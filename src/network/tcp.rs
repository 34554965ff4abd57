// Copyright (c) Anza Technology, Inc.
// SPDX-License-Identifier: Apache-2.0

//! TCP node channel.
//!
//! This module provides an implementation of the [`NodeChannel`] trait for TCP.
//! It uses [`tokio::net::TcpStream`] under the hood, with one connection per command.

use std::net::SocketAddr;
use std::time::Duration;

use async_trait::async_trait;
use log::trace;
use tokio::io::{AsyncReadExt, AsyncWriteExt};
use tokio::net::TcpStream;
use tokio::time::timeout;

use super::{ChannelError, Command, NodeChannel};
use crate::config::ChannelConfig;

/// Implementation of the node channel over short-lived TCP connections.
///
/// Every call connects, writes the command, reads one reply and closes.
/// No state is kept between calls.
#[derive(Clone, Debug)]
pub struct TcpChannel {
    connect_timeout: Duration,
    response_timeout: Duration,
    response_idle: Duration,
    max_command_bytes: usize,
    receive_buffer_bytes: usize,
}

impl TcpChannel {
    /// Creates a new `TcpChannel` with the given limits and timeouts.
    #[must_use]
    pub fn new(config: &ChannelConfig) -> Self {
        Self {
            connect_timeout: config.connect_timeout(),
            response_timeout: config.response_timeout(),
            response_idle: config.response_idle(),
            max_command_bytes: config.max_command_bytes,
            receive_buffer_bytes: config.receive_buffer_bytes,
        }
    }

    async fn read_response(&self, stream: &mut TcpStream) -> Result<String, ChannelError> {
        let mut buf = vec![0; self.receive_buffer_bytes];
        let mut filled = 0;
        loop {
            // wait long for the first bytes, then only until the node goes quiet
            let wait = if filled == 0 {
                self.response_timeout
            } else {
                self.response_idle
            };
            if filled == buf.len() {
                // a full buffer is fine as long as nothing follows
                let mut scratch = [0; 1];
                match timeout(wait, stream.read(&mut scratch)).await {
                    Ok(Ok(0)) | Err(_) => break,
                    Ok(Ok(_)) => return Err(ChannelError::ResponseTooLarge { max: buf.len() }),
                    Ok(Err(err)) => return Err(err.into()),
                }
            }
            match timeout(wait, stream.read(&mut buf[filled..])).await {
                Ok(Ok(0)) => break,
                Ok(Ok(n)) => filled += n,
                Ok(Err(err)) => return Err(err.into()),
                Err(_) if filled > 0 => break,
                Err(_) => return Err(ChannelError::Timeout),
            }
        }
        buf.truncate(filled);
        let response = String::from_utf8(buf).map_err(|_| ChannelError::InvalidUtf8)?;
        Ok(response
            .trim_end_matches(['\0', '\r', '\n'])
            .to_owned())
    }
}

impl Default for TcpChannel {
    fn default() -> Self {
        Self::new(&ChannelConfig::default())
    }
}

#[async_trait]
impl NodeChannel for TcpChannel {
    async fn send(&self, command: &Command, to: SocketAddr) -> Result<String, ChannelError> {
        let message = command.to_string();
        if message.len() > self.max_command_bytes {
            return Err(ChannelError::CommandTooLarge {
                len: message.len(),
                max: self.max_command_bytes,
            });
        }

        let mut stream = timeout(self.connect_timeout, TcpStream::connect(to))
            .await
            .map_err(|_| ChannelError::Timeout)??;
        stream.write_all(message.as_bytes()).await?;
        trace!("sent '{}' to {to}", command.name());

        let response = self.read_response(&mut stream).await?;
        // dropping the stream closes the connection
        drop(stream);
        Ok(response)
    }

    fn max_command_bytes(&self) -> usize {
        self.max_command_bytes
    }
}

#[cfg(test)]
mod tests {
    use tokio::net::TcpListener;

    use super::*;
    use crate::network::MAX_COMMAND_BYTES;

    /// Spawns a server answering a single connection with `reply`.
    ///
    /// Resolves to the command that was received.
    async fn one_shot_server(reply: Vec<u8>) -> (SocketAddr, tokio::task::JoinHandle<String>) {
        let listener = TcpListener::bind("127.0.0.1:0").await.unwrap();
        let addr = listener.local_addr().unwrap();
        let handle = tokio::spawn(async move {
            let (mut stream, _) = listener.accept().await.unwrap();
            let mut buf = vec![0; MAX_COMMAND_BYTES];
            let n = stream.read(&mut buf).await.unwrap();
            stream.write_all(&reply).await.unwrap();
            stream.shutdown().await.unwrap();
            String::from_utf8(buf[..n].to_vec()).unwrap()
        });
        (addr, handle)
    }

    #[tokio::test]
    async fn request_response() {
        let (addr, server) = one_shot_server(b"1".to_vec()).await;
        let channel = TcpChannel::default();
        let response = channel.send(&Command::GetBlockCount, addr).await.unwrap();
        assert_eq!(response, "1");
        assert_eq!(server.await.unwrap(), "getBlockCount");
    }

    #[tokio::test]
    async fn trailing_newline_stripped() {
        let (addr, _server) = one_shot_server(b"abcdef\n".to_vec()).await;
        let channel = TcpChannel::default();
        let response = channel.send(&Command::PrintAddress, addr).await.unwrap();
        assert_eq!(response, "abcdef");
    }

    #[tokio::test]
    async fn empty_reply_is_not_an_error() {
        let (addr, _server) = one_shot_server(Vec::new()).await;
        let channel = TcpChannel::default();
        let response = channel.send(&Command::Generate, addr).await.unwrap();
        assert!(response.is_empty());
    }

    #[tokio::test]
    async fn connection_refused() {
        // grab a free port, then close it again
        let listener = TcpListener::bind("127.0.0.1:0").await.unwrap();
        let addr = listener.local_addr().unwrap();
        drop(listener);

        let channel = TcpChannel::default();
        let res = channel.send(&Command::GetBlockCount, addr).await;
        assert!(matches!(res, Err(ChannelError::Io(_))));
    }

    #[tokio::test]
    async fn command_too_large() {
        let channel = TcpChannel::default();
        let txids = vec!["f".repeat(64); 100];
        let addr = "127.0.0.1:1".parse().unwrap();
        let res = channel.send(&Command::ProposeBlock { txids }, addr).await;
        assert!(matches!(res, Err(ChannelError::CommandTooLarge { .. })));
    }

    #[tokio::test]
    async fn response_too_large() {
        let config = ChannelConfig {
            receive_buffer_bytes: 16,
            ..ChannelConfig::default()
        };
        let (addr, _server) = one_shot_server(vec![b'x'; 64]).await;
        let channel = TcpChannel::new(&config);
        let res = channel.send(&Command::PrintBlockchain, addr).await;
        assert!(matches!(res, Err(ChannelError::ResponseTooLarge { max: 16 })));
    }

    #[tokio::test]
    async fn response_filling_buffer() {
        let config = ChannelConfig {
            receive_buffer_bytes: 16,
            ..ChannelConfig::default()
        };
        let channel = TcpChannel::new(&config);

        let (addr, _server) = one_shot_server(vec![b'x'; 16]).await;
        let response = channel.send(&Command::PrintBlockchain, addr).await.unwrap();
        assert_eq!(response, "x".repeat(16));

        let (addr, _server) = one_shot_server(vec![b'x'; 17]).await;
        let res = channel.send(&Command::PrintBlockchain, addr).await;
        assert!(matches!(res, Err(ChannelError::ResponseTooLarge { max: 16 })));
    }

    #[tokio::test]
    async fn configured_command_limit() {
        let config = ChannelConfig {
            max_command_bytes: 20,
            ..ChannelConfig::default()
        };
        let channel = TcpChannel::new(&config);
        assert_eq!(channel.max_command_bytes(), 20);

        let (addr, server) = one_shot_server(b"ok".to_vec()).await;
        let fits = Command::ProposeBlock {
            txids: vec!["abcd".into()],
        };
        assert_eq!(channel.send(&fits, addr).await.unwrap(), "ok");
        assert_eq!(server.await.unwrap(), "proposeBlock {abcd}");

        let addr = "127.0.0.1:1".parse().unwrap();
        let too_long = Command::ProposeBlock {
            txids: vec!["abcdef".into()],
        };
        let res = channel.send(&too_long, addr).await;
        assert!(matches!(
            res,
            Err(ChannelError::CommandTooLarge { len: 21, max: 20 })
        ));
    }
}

◆ ◆ ◆ ◆ ◆ ◆ ◆

WHAT IS REQUIRED
Word for word, restate the entries that appear above.

WRITTEN RESPONSE
filename src/network/tcp.rs
repository 34554965ff4abd57
// Copyright (c) Anza Technology, Inc.
// SPDX-License-Identifier: Apache-2.0

//! TCP node channel.
//!
//! This module provides an implementation of the [`NodeChannel`] trait for TCP.
//! It uses [`tokio::net::TcpStream`] under the hood, with one connection per command.

use std::net::SocketAddr;
use std::time::Duration;

use async_trait::async_trait;
use log::trace;
use tokio::io::{AsyncReadExt, AsyncWriteExt};
use tokio::net::TcpStream;
use tokio::time::timeout;

use super::{ChannelError, Command, NodeChannel};
use crate::config::ChannelConfig;

/// Implementation of the node channel over short-lived TCP connections.
///
/// Every call connects, writes the command, reads one reply and closes.
/// No state is kept between calls.
#[derive(Clone, Debug)]
pub struct TcpChannel {
    connect_timeout: Duration,
    response_timeout: Duration,
    response_idle: Duration,
    max_command_bytes: usize,
    receive_buffer_bytes: usize,
}

impl TcpChannel {
    /// Creates a new `TcpChannel` with the given limits and timeouts.
    #[must_use]
    pub fn new(config: &ChannelConfig) -> Self {
        Self {
            connect_timeout: config.connect_timeout(),
            response_timeout: config.response_timeout(),
            response_idle: config.response_idle(),
            max_command_bytes: config.max_command_bytes,
            receive_buffer_bytes: config.receive_buffer_bytes,
        }
    }

    async fn read_response(&self, stream: &mut TcpStream) -> Result<String, ChannelError> {
        let mut buf = vec![0; self.receive_buffer_bytes];
        let mut filled = 0;
        loop {
            // wait long for the first bytes, then only until the node goes quiet
            let wait = if filled == 0 {
                self.response_timeout
            } else {
                self.response_idle
            };
            if filled == buf.len() {
                // a full buffer is fine as long as nothing follows
                let mut scratch = [0; 1];
                match timeout(wait, stream.read(&mut scratch)).await {
                    Ok(Ok(0)) | Err(_) => break,
                    Ok(Ok(_)) => return Err(ChannelError::ResponseTooLarge { max: buf.len() }),
                    Ok(Err(err)) => return Err(err.into()),
                }
            }
            match timeout(wait, stream.read(&mut buf[filled..])).await {
                Ok(Ok(0)) => break,
                Ok(Ok(n)) => filled += n,
                Ok(Err(err)) => return Err(err.into()),
                Err(_) if filled > 0 => break,
                Err(_) => return Err(ChannelError::Timeout),
            }
        }
        buf.truncate(filled);
        let response = String::from_utf8(buf).map_err(|_| ChannelError::InvalidUtf8)?;
        Ok(response
            .trim_end_matches(['\0', '\r', '\n'])
            .to_owned())
    }
}

impl Default for TcpChannel {
    fn default() -> Self {
        Self::new(&ChannelConfig::default())
    }
}

#[async_trait]
impl NodeChannel for TcpChannel {
    async fn send(&self, command: &Command, to: SocketAddr) -> Result<String, ChannelError> {
        let message = command.to_string();
        if message.len() > self.max_command_bytes {
            return Err(ChannelError::CommandTooLarge {
                len: message.len(),
                max: self.max_command_bytes,
            });
        }

        let mut stream = timeout(self.connect_timeout, TcpStream::connect(to))
            .await
            .map_err(|_| ChannelError::Timeout)??;
        stream.write_all(message.as_bytes()).await?;
        trace!("sent '{}' to {to}", command.name());

        let response = self.read_response(&mut stream).await?;
        // dropping the stream closes the connection
        drop(stream);
        Ok(response)
    }

    fn max_command_bytes(&self) -> usize {
        self.max_command_bytes
    }
}

#[cfg(test)]
mod tests {
    use tokio::net::TcpListener;

    use super::*;
    use crate::network::MAX_COMMAND_BYTES;

    /// Spawns a server answering a single connection with `reply`.
    ///
    /// Resolves to the command that was received.
    async fn one_shot_server(reply: Vec<u8>) -> (SocketAddr, tokio::task::JoinHandle<String>) {
        let listener = TcpListener::bind("127.0.0.1:0").await.unwrap();
        let addr = listener.local_addr().unwrap();
        let handle = tokio::spawn(async move {
            let (mut stream, _) = listener.accept().await.unwrap();
            let mut buf = vec![0; MAX_COMMAND_BYTES];
            let n = stream.read(&mut buf).await.unwrap();
            stream.write_all(&reply).await.unwrap();
            stream.shutdown().await.unwrap();
            String::from_utf8(buf[..n].to_vec()).unwrap()
        });
        (addr, handle)
    }

    #[tokio::test]
    async fn request_response() {
        let (addr, server) = one_shot_server(b"1".to_vec()).await;
        let channel = TcpChannel::default();
        let response = channel.send(&Command::GetBlockCount, addr).await.unwrap();
        assert_eq!(response, "1");
        assert_eq!(server.await.unwrap(), "getBlockCount");
    }

    #[tokio::test]
    async fn trailing_newline_stripped() {
        let (addr, _server) = one_shot_server(b"abcdef\n".to_vec()).await;
        let channel = TcpChannel::default();
        let response = channel.send(&Command::PrintAddress, addr).await.unwrap();
        assert_eq!(response, "abcdef");
    }

    #[tokio::test]
    async fn empty_reply_is_not_an_error() {
        let (addr, _server) = one_shot_server(Vec::new()).await;
        let channel = TcpChannel::default();
        let response = channel.send(&Command::Generate, addr).await.unwrap();
        assert!(response.is_empty());
    }

    #[tokio::test]
    async fn connection_refused() {
        // grab a free port, then close it again
        let listener = TcpListener::bind("127.0.0.1:0").await.unwrap();
        let addr = listener.local_addr().unwrap();
        drop(listener);

        let channel = TcpChannel::default();
        let res = channel.send(&Command::GetBlockCount, addr).await;
        assert!(matches!(res, Err(ChannelError::Io(_))));
    }

    #[tokio::test]
    async fn command_too_large() {
        let channel = TcpChannel::default();
        let txids = vec!["f".repeat(64); 100];
        let addr = "127.0.0.1:1".parse().unwrap();
        let res = channel.send(&Command::ProposeBlock { txids }, addr).await;
        assert!(matches!(res, Err(ChannelError::CommandTooLarge { .. })));
    }

    #[tokio::test]
    async fn response_too_large() {
        let config = ChannelConfig {
            receive_buffer_bytes: 16,
            ..ChannelConfig::default()
        };
        let (addr, _server) = one_shot_server(vec![b'x'; 64]).await;
        let channel = TcpChannel::new(&config);
        let res = channel.send(&Command::PrintBlockchain, addr).await;
        assert!(matches!(res, Err(ChannelError::ResponseTooLarge { max: 16 })));
    }

    #[tokio::test]
    async fn response_filling_buffer() {
        let config = ChannelConfig {
            receive_buffer_bytes: 16,
            ..ChannelConfig::default()
        };
        let channel = TcpChannel::new(&config);

        let (addr, _server) = one_shot_server(vec![b'x'; 16]).await;
        let response = channel.send(&Command::PrintBlockchain, addr).await.unwrap();
        assert_eq!(response, "x".repeat(16));

        let (addr, _server) = one_shot_server(vec![b'x'; 17]).await;
        let res = channel.send(&Command::PrintBlockchain, addr).await;
        assert!(matches!(res, Err(ChannelError::ResponseTooLarge { max: 16 })));
    }

    #[tokio::test]
    async fn configured_command_limit() {
        let config = ChannelConfig {
            max_command_bytes: 20,
            ..ChannelConfig::default()
        };
        let channel = TcpChannel::new(&config);
        assert_eq!(channel.max_command_bytes(), 20);

        let (addr, server) = one_shot_server(b"ok".to_vec()).await;
        let fits = Command::ProposeBlock {
            txids: vec!["abcd".into()],
        };
        assert_eq!(channel.send(&fits, addr).await.unwrap(), "ok");
        assert_eq!(server.await.unwrap(), "proposeBlock {abcd}");

        let addr = "127.0.0.1:1".parse().unwrap();
        let too_long = Command::ProposeBlock {
            txids: vec!["abcdef".into()],
        };
        let res = channel.send(&too_long, addr).await;
        assert!(matches!(
            res,
            Err(ChannelError::CommandTooLarge { len: 21, max: 20 })
        ));
    }
}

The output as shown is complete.